Он обернулся, и точно – следом за ним медленно ехала пролетка с поднятым верхом, запряженная парой вороных. Извозчик так низко надвинул шляпу, что лица не разглядеть. Сидящего внутри вообще не было видно в густой тени, которую был не в силах развеять свет уличных фонарей.
Гоголь невольно ускорил шаг. Он пытался вспомнить, как долго тянется за ним пролетка. Когда и где она пристроилась за спиной? Или же это просто игра воображения? Нет, нет, все было взаправду. Стоило остановиться, чтобы пропустить загадочный экипаж мимо, как извозчик натянул вожжи, и кони, встряхивая гривами, замерли тоже. Гоголь двинулся дальше, и колеса загромыхали по булыжникам у него за спиной.
Побежать? Что подумают прохожие? Да и разве убежишь от жандармских шпиков! Но почему так явно? Словно намеренно обнаруживают свое присутствие... С какой целью? Ясное дело. Запугать хотят. Власть свою показывают. Что же! Пусть видят, что перед ними человек, привыкший встречать опасность лицом к лицу!
Гоголь застыл, вызывающе глядя на приближающуюся пролетку.
– Николай Васильевич, голубчик! – донеслось оттуда. – Прошу простить, если я невольно напугал вас.
Гоголь мысленно выругался. Ну конечно! Голос с его насмешливыми нотками принадлежал Гуро.

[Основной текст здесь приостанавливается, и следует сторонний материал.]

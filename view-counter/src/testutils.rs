use crate::request::ProductGid;
use crate::store::{CounterStore, InMemoryStore, StoreError};
use async_trait::async_trait;
use std::sync::atomic::{AtomicBool, AtomicUsize, Ordering};
use std::time::Duration;

/// In-memory store that counts upstream calls and can be told to fail like a broken network.
#[derive(Default)]
pub struct RecordingStore {
    inner: InMemoryStore,
    pub reads: AtomicUsize,
    pub writes: AtomicUsize,
    pub fail_reads: AtomicBool,
    pub fail_writes: AtomicBool,
    /// Widens the window between read and write so unserialized increments would collide.
    pub read_delay: Option<Duration>,
}

impl RecordingStore {
    pub fn with_read_delay(delay: Duration) -> Self {
        RecordingStore {
            read_delay: Some(delay),
            ..Default::default()
        }
    }

    pub fn calls(&self) -> usize {
        self.reads.load(Ordering::SeqCst) + self.writes.load(Ordering::SeqCst)
    }
}

fn unavailable() -> StoreError {
    StoreError::MalformedResponse("simulated upstream failure".into())
}

#[async_trait]
impl CounterStore for RecordingStore {
    fn name(&self) -> &'static str {
        "recording"
    }

    async fn get(&self, product: &ProductGid) -> Result<u64, StoreError> {
        self.reads.fetch_add(1, Ordering::SeqCst);
        if self.fail_reads.load(Ordering::SeqCst) {
            return Err(unavailable());
        }
        let value = self.inner.get(product).await?;
        if let Some(delay) = self.read_delay {
            tokio::time::sleep(delay).await;
        }
        Ok(value)
    }

    async fn set(&self, product: &ProductGid, count: u64) -> Result<u64, StoreError> {
        self.writes.fetch_add(1, Ordering::SeqCst);
        if self.fail_writes.load(Ordering::SeqCst) {
            return Err(unavailable());
        }
        self.inner.set(product, count).await
    }
}
use crate::request::ProductGid;
use parking_lot::Mutex;
use std::collections::HashMap;
use std::sync::Arc;
use tokio::sync::{Mutex as AsyncMutex, OwnedMutexGuard};

/// One async lock per product, created on demand and dropped once nobody holds or waits for it.
///
/// Serializes read-modify-write cycles for the same product within this process.
/// Separate proxy instances are not coordinated.
#[derive(Default)]
pub struct ProductLocks {
    locks: Mutex<HashMap<ProductGid, Arc<AsyncMutex<()>>>>,
}

pub struct ProductGuard<'a> {
    locks: &'a ProductLocks,
    product: ProductGid,
    _guard: OwnedMutexGuard<()>,
}

impl ProductLocks {
    pub fn new() -> Self {
        Self::default()
    }

    pub async fn lock(&self, product: &ProductGid) -> ProductGuard<'_> {
        let mutex = self.locks.lock().entry(product.clone()).or_default().clone();
        let guard = mutex.lock_owned().await;

        ProductGuard {
            locks: self,
            product: product.clone(),
            _guard: guard,
        }
    }

    #[cfg(test)]
    fn len(&self) -> usize {
        self.locks.lock().len()
    }
}

impl Drop for ProductGuard<'_> {
    fn drop(&mut self) {
        let mut locks = self.locks.locks.lock();
        // The map and this guard hold one reference each. More means someone is waiting.
        if locks
            .get(&self.product)
            .is_some_and(|mutex| Arc::strong_count(mutex) <= 2)
        {
            locks.remove(&self.product);
        }
    }
}

#[cfg(test)]
mod tests {
    use super::*;
    use std::time::Duration;

    fn product(id: u64) -> ProductGid {
        format!("gid://shopify/Product/{id}").parse().unwrap()
    }

    #[tokio::test]
    async fn test_entries_are_released() {
        let locks = ProductLocks::new();
        {
            let _a = locks.lock(&product(1)).await;
            let _b = locks.lock(&product(2)).await;
            assert_eq!(locks.len(), 2);
        }
        assert_eq!(locks.len(), 0);
    }

    #[tokio::test]
    async fn test_same_product_is_exclusive() {
        let locks = Arc::new(ProductLocks::new());
        let guard = locks.lock(&product(1)).await;

        let waiter = {
            let locks = locks.clone();
            tokio::spawn(async move {
                let _guard = locks.lock(&product(1)).await;
            })
        };

        tokio::time::sleep(Duration::from_millis(50)).await;
        assert!(!waiter.is_finished());

        // a different product is not blocked
        let _other = locks.lock(&product(2)).await;

        drop(guard);
        tokio::time::timeout(Duration::from_secs(1), waiter)
            .await
            .expect("waiter should acquire the lock")
            .unwrap();
    }
}
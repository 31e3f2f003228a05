pub mod admin_api;
pub mod memory;

use crate::metafield::DecodeError;
use crate::request::ProductGid;
use async_trait::async_trait;
use hyper::StatusCode;

pub use admin_api::AdminApiStore;
pub use memory::InMemoryStore;

#[derive(thiserror::Error, Debug)]
pub enum StoreError {
    #[error("upstream transport error: {0}")]
    Transport(#[from] reqwest::Error),

    #[error("upstream returned status {0}")]
    UpstreamStatus(StatusCode),

    #[error("malformed upstream response: {0}")]
    MalformedResponse(String),

    #[error("upstream GraphQL errors: {}", .0.join("; "))]
    GraphQl(Vec<String>),

    /// Field-level validation errors returned by the mutation itself
    #[error("upstream rejected the write: {}", .0.join("; "))]
    WriteRejected(Vec<String>),

    #[error("product not found: {0}")]
    ProductNotFound(String),

    #[error("stored value is not a view count: {0}")]
    InvalidValue(#[from] DecodeError),
}

/// Where view counts live.
#[async_trait]
pub trait CounterStore: Send + Sync {
    fn name(&self) -> &'static str;

    /// Current count for the product. A product without a stored count reads as zero.
    async fn get(&self, product: &ProductGid) -> Result<u64, StoreError>;

    /// Overwrites the count and returns the value now stored.
    async fn set(&self, product: &ProductGid, count: u64) -> Result<u64, StoreError>;
}
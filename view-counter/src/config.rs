use crate::metafield::FieldType;
use serde::Deserialize;
use std::fmt;
use thiserror::Error;
use url::Url;

pub const ENV_SHARED_SECRET: &str = "SHOPIFY_SHARED_SECRET";
pub const ENV_STORE_DOMAIN: &str = "SHOPIFY_STORE_DOMAIN";
pub const ENV_ACCESS_TOKEN: &str = "SHOPIFY_ACCESS_TOKEN";
/// Set to `true` to accept unsigned requests. Only meant for manual testing.
pub const ENV_SKIP_SIGNATURE_CHECK: &str = "VIEW_COUNTER_SKIP_SIGNATURE_CHECK";

#[derive(Error, Debug)]
pub enum ValidationError {
    #[error("Port cannot be 0")]
    InvalidPort,

    #[error("proxy_path must start with '/': {0}")]
    InvalidProxyPath(String),

    #[error("signature verification is enabled but no shared secret is configured")]
    MissingSharedSecret,

    #[error("admin API store needs a store_domain or an endpoint")]
    MissingStoreDomain,

    #[error("admin API store needs an access_token")]
    MissingAccessToken,

    #[error("invalid admin API endpoint: {0}")]
    InvalidEndpoint(#[from] url::ParseError),

    #[error("cors_allow_origin is not a valid header value: {0}")]
    InvalidCorsOrigin(String),

    #[error("{0} must be greater than 0")]
    ZeroLimit(&'static str),
}

/// A configuration value that must never show up in logs.
#[derive(Clone, Deserialize, PartialEq, Eq, Default)]
#[serde(transparent)]
pub struct Secret(String);

impl Secret {
    pub fn new(value: impl Into<String>) -> Self {
        Secret(value.into())
    }

    pub fn expose(&self) -> &str {
        &self.0
    }

    pub fn is_empty(&self) -> bool {
        self.0.is_empty()
    }
}

impl fmt::Debug for Secret {
    fn fmt(&self, f: &mut fmt::Formatter<'_>) -> fmt::Result {
        f.write_str("Secret(***)")
    }
}

/// Network listener configuration
#[derive(Clone, Debug, Deserialize, PartialEq)]
pub struct Listener {
    pub host: String,
    pub port: u16,
}

impl Listener {
    pub fn validate(&self) -> Result<(), ValidationError> {
        if self.port == 0 {
            return Err(ValidationError::InvalidPort);
        }
        Ok(())
    }
}

fn default_listener() -> Listener {
    Listener {
        host: "127.0.0.1".into(),
        port: 3000,
    }
}

fn default_admin_listener() -> Listener {
    Listener {
        host: "127.0.0.1".into(),
        port: 3001,
    }
}

fn default_proxy_path() -> String {
    "/LMserver.js".into()
}

fn default_true() -> bool {
    true
}

fn default_max_body_bytes() -> usize {
    64 * 1024
}

fn default_cors_allow_origin() -> String {
    "*".into()
}

fn default_api_version() -> String {
    "2023-10".into()
}

fn default_namespace() -> String {
    "custom".into()
}

fn default_key() -> String {
    "total_views".into()
}

fn default_timeout_secs() -> u64 {
    10
}

#[derive(Clone, Debug, Deserialize, PartialEq)]
pub struct Config {
    #[serde(default = "default_listener")]
    pub listener: Listener,
    /// Serves `/health` and `/ready`
    #[serde(default = "default_admin_listener")]
    pub admin_listener: Listener,
    /// Path the storefront posts to
    #[serde(default = "default_proxy_path")]
    pub proxy_path: String,
    #[serde(default = "default_true")]
    pub verify_signature: bool,
    #[serde(default)]
    pub shared_secret: Secret,
    #[serde(default = "default_max_body_bytes")]
    pub max_body_bytes: usize,
    #[serde(default = "default_cors_allow_origin")]
    pub cors_allow_origin: String,
    pub store: StoreConfig,
}

#[derive(Clone, Debug, Deserialize, PartialEq)]
#[serde(tag = "type", rename_all = "snake_case")]
pub enum StoreConfig {
    AdminApi(AdminApiConfig),
    /// Non-durable in-process counts, see `store::memory`
    Memory,
}

#[derive(Clone, Debug, Deserialize, PartialEq)]
pub struct AdminApiConfig {
    /// e.g. `my-shop.myshopify.com`
    #[serde(default)]
    pub store_domain: String,
    #[serde(default)]
    pub access_token: Secret,
    /// Overrides the endpoint derived from `store_domain`.
    #[serde(default)]
    pub endpoint: Option<Url>,
    #[serde(default = "default_api_version")]
    pub api_version: String,
    #[serde(default = "default_namespace")]
    pub namespace: String,
    #[serde(default = "default_key")]
    pub key: String,
    #[serde(default)]
    pub field_type: FieldType,
    #[serde(default = "default_timeout_secs")]
    pub timeout_secs: u64,
}

impl AdminApiConfig {
    pub fn endpoint(&self) -> Result<Url, ValidationError> {
        if let Some(endpoint) = &self.endpoint {
            return Ok(endpoint.clone());
        }
        if self.store_domain.is_empty() {
            return Err(ValidationError::MissingStoreDomain);
        }

        let domain = ["https://", "http://"]
            .iter()
            .find_map(|scheme| self.store_domain.strip_prefix(scheme))
            .unwrap_or(self.store_domain.as_str())
            .trim_end_matches('/');
        Ok(Url::parse(&format!(
            "https://{domain}/admin/api/{}/graphql.json",
            self.api_version
        ))?)
    }

    pub fn validate(&self) -> Result<(), ValidationError> {
        self.endpoint()?;
        if self.access_token.is_empty() {
            return Err(ValidationError::MissingAccessToken);
        }
        if self.timeout_secs == 0 {
            return Err(ValidationError::ZeroLimit("timeout_secs"));
        }
        Ok(())
    }
}

impl Config {
    /// Overlays secrets and the verification switch from the environment.
    ///
    /// `lookup` is `std::env::var(..).ok()` in production.
    pub fn apply_env<F>(&mut self, lookup: F)
    where
        F: Fn(&str) -> Option<String>,
    {
        if let Some(secret) = lookup(ENV_SHARED_SECRET) {
            self.shared_secret = Secret::new(secret);
        }

        if let Some(skip) = lookup(ENV_SKIP_SIGNATURE_CHECK) {
            let skip = skip.trim();
            if skip.eq_ignore_ascii_case("true") || skip == "1" {
                self.verify_signature = false;
            }
        }

        if let StoreConfig::AdminApi(admin) = &mut self.store {
            if let Some(domain) = lookup(ENV_STORE_DOMAIN) {
                admin.store_domain = domain;
            }
            if let Some(token) = lookup(ENV_ACCESS_TOKEN) {
                admin.access_token = Secret::new(token);
            }
        }
    }

    pub fn validate(&self) -> Result<(), ValidationError> {
        self.listener.validate()?;
        self.admin_listener.validate()?;

        if !self.proxy_path.starts_with('/') {
            return Err(ValidationError::InvalidProxyPath(self.proxy_path.clone()));
        }
        if self.verify_signature && self.shared_secret.is_empty() {
            return Err(ValidationError::MissingSharedSecret);
        }
        if self.max_body_bytes == 0 {
            return Err(ValidationError::ZeroLimit("max_body_bytes"));
        }
        if http::HeaderValue::from_str(&self.cors_allow_origin).is_err() {
            return Err(ValidationError::InvalidCorsOrigin(
                self.cors_allow_origin.clone(),
            ));
        }

        match &self.store {
            StoreConfig::AdminApi(admin) => admin.validate(),
            StoreConfig::Memory => Ok(()),
        }
    }
}
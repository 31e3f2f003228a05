use crate::http::{full_body, make_error_response};
use http_body_util::combinators::BoxBody;
use hyper::body::{Bytes, Incoming};
use hyper::service::Service;
use hyper::{Method, Request, Response, StatusCode};
use std::future::Future;
use std::marker::PhantomData;
use std::pin::Pin;

/// Serves `/health` (always ok while the process is up) and `/ready`, which
/// consults the `is_ready` callback on every request.
pub struct AdminService<F, E> {
    is_ready: F,
    _error: PhantomData<fn() -> E>,
}

impl<F, E> AdminService<F, E>
where
    F: Fn() -> bool,
{
    pub fn new(is_ready: F) -> Self {
        Self {
            is_ready,
            _error: PhantomData,
        }
    }

    fn respond(&self, method: &Method, path: &str) -> Response<BoxBody<Bytes, E>> {
        if method != Method::GET && method != Method::HEAD {
            return make_error_response(StatusCode::METHOD_NOT_ALLOWED);
        }

        match path {
            "/health" => Response::new(full_body("ok\n")),
            "/ready" if (self.is_ready)() => Response::new(full_body("ok\n")),
            "/ready" => make_error_response(StatusCode::SERVICE_UNAVAILABLE),
            _ => make_error_response(StatusCode::NOT_FOUND),
        }
    }
}

impl<F, E> Service<Request<Incoming>> for AdminService<F, E>
where
    F: Fn() -> bool,
    E: Send + 'static,
{
    type Response = Response<BoxBody<Bytes, E>>;
    type Error = E;
    type Future =
        Pin<Box<dyn Future<Output = Result<Self::Response, Self::Error>> + Send + 'static>>;

    fn call(&self, req: Request<Incoming>) -> Self::Future {
        let res = self.respond(req.method(), req.uri().path());
        Box::pin(async move { Ok(res) })
    }
}
use super::{CounterStore, StoreError};
use crate::config::{AdminApiConfig, ValidationError};
use crate::metafield::{FieldType, MetafieldValue};
use crate::metrics_defs::UPSTREAM_REQUESTS;
use crate::request::ProductGid;
use async_trait::async_trait;
use serde::Deserialize;
use serde::de::DeserializeOwned;
use serde_json::json;
use std::time::Duration;
use url::Url;

const ACCESS_TOKEN_HEADER: &str = "X-Shopify-Access-Token";

const READ_QUERY: &str = r#"
query ProductViewCount($id: ID!, $namespace: String!, $key: String!) {
  product(id: $id) {
    metafield(namespace: $namespace, key: $key) {
      value
      type
    }
  }
}"#;

const WRITE_MUTATION: &str = r#"
mutation SetProductViewCount($metafields: [MetafieldsSetInput!]!) {
  metafieldsSet(metafields: $metafields) {
    metafields {
      value
      type
    }
    userErrors {
      field
      message
    }
  }
}"#;

#[derive(Deserialize)]
struct GraphQlResponse<T> {
    data: Option<T>,
    #[serde(default)]
    errors: Vec<GraphQlError>,
}

#[derive(Deserialize)]
struct GraphQlError {
    message: String,
}

#[derive(Deserialize)]
struct ProductData {
    product: Option<ProductNode>,
}

#[derive(Deserialize)]
struct ProductNode {
    metafield: Option<MetafieldNode>,
}

#[derive(Deserialize)]
struct MetafieldNode {
    value: String,
}

#[derive(Deserialize)]
#[serde(rename_all = "camelCase")]
struct MetafieldsSetData {
    metafields_set: Option<MetafieldsSetPayload>,
}

#[derive(Deserialize)]
#[serde(rename_all = "camelCase")]
struct MetafieldsSetPayload {
    #[serde(default)]
    metafields: Option<Vec<MetafieldNode>>,
    #[serde(default)]
    user_errors: Vec<UserError>,
}

#[derive(Deserialize)]
struct UserError {
    field: Option<Vec<String>>,
    message: String,
}

impl UserError {
    fn describe(&self) -> String {
        match &self.field {
            Some(path) if !path.is_empty() => format!("{}: {}", path.join("."), self.message),
            _ => self.message.clone(),
        }
    }

    /// `metafieldsSet` reports an unknown owner against the `ownerId` input field.
    fn targets_owner(&self) -> bool {
        self.field
            .as_ref()
            .and_then(|path| path.last())
            .is_some_and(|last| last == "ownerId")
    }
}

/// Keeps the view count in a product metafield through the Admin GraphQL API.
pub struct AdminApiStore {
    client: reqwest::Client,
    endpoint: Url,
    access_token: String,
    namespace: String,
    key: String,
    field_type: FieldType,
}

#[derive(thiserror::Error, Debug)]
pub enum AdminApiStoreError {
    #[error(transparent)]
    Config(#[from] ValidationError),
    #[error("failed to build HTTP client: {0}")]
    Client(#[from] reqwest::Error),
}

impl AdminApiStore {
    pub fn new(config: &AdminApiConfig) -> Result<Self, AdminApiStoreError> {
        let client = reqwest::Client::builder()
            .timeout(Duration::from_secs(config.timeout_secs))
            .build()?;

        Ok(AdminApiStore {
            client,
            endpoint: config.endpoint()?,
            access_token: config.access_token.expose().to_string(),
            namespace: config.namespace.clone(),
            key: config.key.clone(),
            field_type: config.field_type,
        })
    }

    /// Runs one GraphQL operation and unwraps the `data` member of the reply.
    async fn execute<T: DeserializeOwned>(
        &self,
        operation: &'static str,
        body: serde_json::Value,
    ) -> Result<T, StoreError> {
        let result = self.send(body).await;
        let outcome = match &result {
            Ok(_) => "success",
            Err(StoreError::Transport(_)) => "transport_error",
            Err(StoreError::UpstreamStatus(_)) => "bad_status",
            Err(_) => "invalid_response",
        };
        shared::counter!(UPSTREAM_REQUESTS, "operation" => operation, "outcome" => outcome)
            .increment(1);
        result
    }

    async fn send<T: DeserializeOwned>(&self, body: serde_json::Value) -> Result<T, StoreError> {
        let response = self
            .client
            .post(self.endpoint.clone())
            .header(ACCESS_TOKEN_HEADER, &self.access_token)
            .json(&body)
            .send()
            .await?;

        let status = response.status();
        if !status.is_success() {
            return Err(StoreError::UpstreamStatus(status));
        }

        let bytes = response.bytes().await?;
        let reply: GraphQlResponse<T> = serde_json::from_slice(&bytes)
            .map_err(|e| StoreError::MalformedResponse(e.to_string()))?;

        if !reply.errors.is_empty() {
            return Err(StoreError::GraphQl(
                reply.errors.into_iter().map(|e| e.message).collect(),
            ));
        }

        reply
            .data
            .ok_or_else(|| StoreError::MalformedResponse("response has no data".into()))
    }

    fn decode(&self, product: &ProductGid, raw: &str) -> Result<u64, StoreError> {
        let value = MetafieldValue::decode(raw)?;
        if value.field_type() != self.field_type {
            tracing::warn!(
                product = %product,
                stored = value.field_type().as_str(),
                configured = self.field_type.as_str(),
                "Metafield representation differs from the configured field type"
            );
        }
        Ok(value.count())
    }
}

#[async_trait]
impl CounterStore for AdminApiStore {
    fn name(&self) -> &'static str {
        "admin_api"
    }

    async fn get(&self, product: &ProductGid) -> Result<u64, StoreError> {
        let body = json!({
            "query": READ_QUERY,
            "variables": {
                "id": product.as_str(),
                "namespace": self.namespace,
                "key": self.key,
            },
        });

        let data: ProductData = self.execute("read", body).await?;
        let node = data
            .product
            .ok_or_else(|| StoreError::ProductNotFound(product.to_string()))?;

        match node.metafield {
            Some(metafield) => self.decode(product, &metafield.value),
            None => {
                tracing::debug!(product = %product, "No view count metafield yet");
                Ok(0)
            }
        }
    }

    async fn set(&self, product: &ProductGid, count: u64) -> Result<u64, StoreError> {
        let body = json!({
            "query": WRITE_MUTATION,
            "variables": {
                "metafields": [{
                    "ownerId": product.as_str(),
                    "namespace": self.namespace,
                    "key": self.key,
                    "type": self.field_type.as_str(),
                    "value": MetafieldValue::new(self.field_type, count).encode(),
                }],
            },
        });

        let data: MetafieldsSetData = self.execute("write", body).await?;
        let payload = data
            .metafields_set
            .ok_or_else(|| StoreError::MalformedResponse("metafieldsSet is null".into()))?;

        if payload.user_errors.iter().any(UserError::targets_owner) {
            return Err(StoreError::ProductNotFound(product.to_string()));
        }
        if !payload.user_errors.is_empty() {
            return Err(StoreError::WriteRejected(
                payload.user_errors.iter().map(UserError::describe).collect(),
            ));
        }

        match payload.metafields.as_deref() {
            Some([written, ..]) => self.decode(product, &written.value),
            _ => Ok(count),
        }
    }
}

А вот он и сам высунулся из кузова, подставив бледное лицо скудному уличному свету.
– У меня нет причин бояться кого-либо, сударь, – ответил Гоголь гордо. – В том числе и слежки, приставленной ко мне.
– Помилуйте, голубчик! – оскорбился Гуро. – Да разве бы я стал опускаться до такого? Просто велел кучеру не спешить, чтобы не потревожить вас во время вечернего моциона. Вы ведь, Николай Васильевич, без сомнения, о чем-то важном размышляете. План преподавания всеобщей истории обдумывали?
– Прекратите ерничать, сударь! – воскликнул Гоголь, топнув ногой. – И извольте объяснить мне, откуда вам известны подробности моей беседы с профессором?
– С профессором? – переспросил Гуро, выражая изумление всем своим видом. – Ах да, вы, наверное, профессора Плетнева имеете в виду, который является неизменным участником собраний вашего литературного общества... Так называемого «литературного», – добавил он, подумав. – Так о чем вы с ним говорили? Поделитесь, Николай Васильевич?
– Это мое личное дело, сударь! И я не намерен держать отчет ни перед вами, ни перед кем-либо еще.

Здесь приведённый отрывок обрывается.